The Odin Brotherhood embraces polytheism. "Hard Polytheists," members believe that the gods and goddesses are distinct individual entities and not psychological archetypes or personifications of natural forces. Called the Aesir and the Vanir, the realms of these deities literally exist in the past, and when the gods and goddesses visit our world, "they are stepping forward in time."

As hard polytheists, the Odin Brotherhood believes that monotheism, "the belief in one totalitarian god, is preposterous and absurd." The Brotherhood insists that "no single, superordinary, ineffable entity controls all realities."

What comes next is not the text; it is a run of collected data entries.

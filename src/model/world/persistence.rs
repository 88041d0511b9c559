use crate::model::world::{Identity, WolfMind, World};
use std::path::Path;
use wolfpack_data::RecordBook;

impl World {
    /// Every wolf's attached record as of this tick.
    pub fn record_book(&self) -> RecordBook {
        let mut book = RecordBook::new(self.tick);
        for (_, (identity, mind)) in self.ecs.query::<(&Identity, &WolfMind)>().iter() {
            book.insert(identity.id, mind.record);
        }
        book
    }

    /// Re-attaches saved records to the wolves with matching ids. Ranks come
    /// back as a cache only and are re-evaluated at the next window.
    /// Returns how many wolves were matched.
    pub fn restore_records(&mut self, book: &RecordBook) -> usize {
        let mut matched = 0;
        for (_, (identity, mind)) in self.ecs.query_mut::<(&Identity, &mut WolfMind)>() {
            let Some(record) = book.get(&identity.id) else {
                continue;
            };
            mind.record = *record;
            mind.hierarchy.tracker_mut().restore(record.rank, record.alpha_id);
            if let Some(center) = record.territory_center {
                mind.territory.recenter(center);
            }
            matched += 1;
        }
        self.orders = Default::default();
        tracing::info!(records = book.len(), matched, "Restored pack records");
        matched
    }

    pub fn save_records<P: AsRef<Path>>(&self, path: P) -> anyhow::Result<String> {
        let digest = wolfpack_io::save_records(&self.record_book(), path)?;
        Ok(digest)
    }

    pub fn load_records<P: AsRef<Path>>(&mut self, path: P) -> anyhow::Result<usize> {
        let book = wolfpack_io::load_records(path)?;
        Ok(self.restore_records(&book))
    }
}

The brotherhood has no buildings (temples or churches) but attempts to honor the gods everywhere, as long as outsiders are excluded; all words are "whispered," and all "abominations" are avoided. The central rite of the brotherhood is called the "Glimpse-Of-Extraordinary-Beauty," during which the celebrants believe they are "enveloped and penetrated by the thoughts of a god".

The brotherhood believes in life after death and that there are three "Other-Worlds," one of which is called Valhalla or the White-Kingdom. Not a paradise, Valhalla is a place of honor for heroes. The existence of the Christian hell is denied.

Melton has written that, "The brotherhood has distanced itself from the racism that has infected Norse beliefs in the twentieth century and eschews the idea that there are either chosen peoples or master races".

From the beginning, the Odin Brotherhood has included women in its membership.